2. The ruggedized handset device of claim 1, further comprising: at
least one non-conductive spring plate behind high use buttons,
sufficient spacing around numeric keys, and high tactile resistance
for improved user experience.
3. The ruggedized handset device of claim 1, wherein the plurality
circuit components have a minimum spacing between the plurality
circuit components on the PCB.
4. The ruggedized handset device of claim 1, wherein the PCB has a
minimum spacing between the PCB and the housing.
5. The ruggedized handset device of claim 1, further comprising: a
front cover; a rear cover; a battery door; and wherein each covers
and the door are joined together with a flush mount side and a
ribbed gasket side which allows for the entire device to
functionally deform under high impact situations and return to its
static form without causing a failure in the ruggedized handset
device.
6. The ruggedized handset device of claim 1, further comprising: a
display frame that protects a display while applying sufficient
pressure as to create a water tight seal.
7. The ruggedized handset device of claim 1, further comprising: a
receiver: and a hydrophobic membrane that provides a liquid barrier
between the receiver and the opening to the outside of the
ruggedized handset device to protect the ruggedized handset device
from liquids.
8. The ruggedized handset device of claim 7, wherein the
hydrophobic membrane is adhered to the ruggedized handset device in
a place independently from the receiver to preserve audio quality
in the receiver.
9. The device of claim 7, wherein the hydrophobic membrane is
oleophobic.
10. The ruggedized handset device of claim 1, further comprising:
insulated bushings between the PCB and the housing.
11. The ruggedized handset device of claim 10, wherein the
insulated bushings isolate the plurality circuit components from
the transfer of impact energy applied to the housing that could
impair the performance of the plurality circuit components on the
PCB.
12. A method for creating a ruggedized handset device having a
housing, comprising: attaching a plurality of circuit components to
a PCB; providing a conformal coatings to the plurality circuit
components to prevent a spark when the ruggedized handset device is
in a volatile location; and attaching the PCB to the housing.
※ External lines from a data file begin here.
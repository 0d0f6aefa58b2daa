//! Map composition: lays out the frame, draws every layer of a [`PlotSpec`]
//! and encodes the result as PNG.

use std::time::Instant;

use image::codecs::png::PngEncoder;
use image::{imageops, ColorType, ImageEncoder, RgbaImage};
use imageproc::drawing::{draw_hollow_rect_mut, draw_line_segment_mut};
use imageproc::rect::Rect as PixelRect;
use tiny_skia::{
    FillRule, LineCap, LineJoin, Mask, Paint, PathBuilder, Pixmap, Rect, Stroke, StrokeDash,
    Transform,
};
use tracing::debug;

use forecast_common::grid::grids::GFS_0P25_STEP;
use forecast_common::{BoundingBox, ForecastError, ForecastResult, GriddedField};

use crate::arrows::{arrow_positions, draw_arrows, Arrow};
use crate::basemap::{BaseMap, Line};
use crate::colormap::{render_grid, Color, ColorScale};
use crate::contour::{
    draw_segment_label, generate_all_contours, label_positions, nice_ticks, stroke_contours,
    Point,
};
use crate::plot::{Colorbar, PlotLayer, PlotSpec, VectorLayer};
use crate::text::{HAlign, TextRenderer, VAlign};

const MARGIN_TOP: f32 = 40.0;
const MARGIN_SIDE: f32 = 20.0;
const MARGIN_BOTTOM: f32 = 20.0;
const COLORBAR_GAP: f32 = 14.0;
const COLORBAR_WIDTH: f32 = 18.0;
const COLORBAR_COLUMN: f32 = 110.0;

const TITLE_SIZE: f32 = 14.0;
const MARKER_LABEL_SIZE: f32 = 11.0;
const TICK_LABEL_SIZE: f32 = 12.0;
const MARKER_RADIUS: f32 = 4.0;
const COASTLINE_WIDTH: f32 = 1.1;

/// Pixel placement of the map area. Longitude and latitude share one scale
/// (plate carrée), so the frame keeps the extent's aspect ratio.
#[derive(Debug, Clone, Copy, PartialEq)]
pub struct MapFrame {
    pub x0: f32,
    pub y0: f32,
    pub width: f32,
    pub height: f32,
    pub extent: BoundingBox,
}

impl MapFrame {
    pub fn layout(size: (u32, u32), extent: BoundingBox, with_colorbar: bool) -> MapFrame {
        let right = if with_colorbar {
            COLORBAR_COLUMN
        } else {
            MARGIN_SIDE
        };
        let avail_w = (size.0 as f32 - MARGIN_SIDE - right).max(1.0);
        let avail_h = (size.1 as f32 - MARGIN_TOP - MARGIN_BOTTOM).max(1.0);

        let px_per_deg =
            (avail_w / extent.width() as f32).min(avail_h / extent.height() as f32);
        let width = extent.width() as f32 * px_per_deg;
        let height = extent.height() as f32 * px_per_deg;

        MapFrame {
            x0: MARGIN_SIDE + (avail_w - width) / 2.0,
            y0: MARGIN_TOP + (avail_h - height) / 2.0,
            width,
            height,
            extent,
        }
    }

    pub fn x1(&self) -> f32 {
        self.x0 + self.width
    }

    pub fn y1(&self) -> f32 {
        self.y0 + self.height
    }

    pub fn to_pixel(&self, lon: f64, lat: f64) -> Point {
        let lon = self.extent.align_lon(lon);
        let fx = (lon - self.extent.min_lon) / self.extent.width();
        let fy = (self.extent.max_lat - lat) / self.extent.height();
        Point::new(
            self.x0 + fx as f32 * self.width,
            self.y0 + fy as f32 * self.height,
        )
    }

    pub fn contains(&self, p: Point) -> bool {
        p.x >= self.x0 && p.x <= self.x1() && p.y >= self.y0 && p.y <= self.y1()
    }

    fn rect(&self) -> Option<Rect> {
        Rect::from_xywh(self.x0, self.y0, self.width, self.height)
    }
}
13. The method of claim 12, wherein the plurality circuit
components have a minimum spacing between the plurality circuit
components on the PCB.
14. The method of claim 12, wherein the PCB has a minimum spacing
between the PCB and the housing.
15. The method of claim 12, wherein the ruggedized handset device,
further comprises: a front cover; a rear cover; a battery door; and
joined each covers and the door are together with a flush mount
side and a ribbed gasket side which allows for the entire device to
functionally deform under high impact situations and return to its
static form without causing a failure in the ruggedized handset
device.
16. The method of claim 12, further comprising: protecting a
display with a display frame that applies sufficient pressure as to
create a water tight seal.
17. The method of claim 12, further comprising: inserting a
hydrophobic membrane between a receiver and an opening to the
outside of the ruggedized handset device to protect the ruggedized
handset device from liquids.
18. The method of claim 12, wherein the hydrophobic membrane is
oleophobic.
19. The method of claim 12, further comprising: insulated bushings
between the PCB and the housing.
20. The method of claim 19, wherein the insulated bushings isolate
the plurality circuit components from the transfer of impact energy
applied to the housing that could impair the performance of the
plurality circuit components on the PCB.
Description
CROSS-REFERENCE TO RELATED APPLICATION
[0001] This application claims the benefit of U.S. Provisional
Patent Application entitled "Ruggedized Handset Housing", Ser. No.
61/275,578, filed Sep. 1, 2009 which is hereby incorporated herein
by reference in their entirety for all purposes.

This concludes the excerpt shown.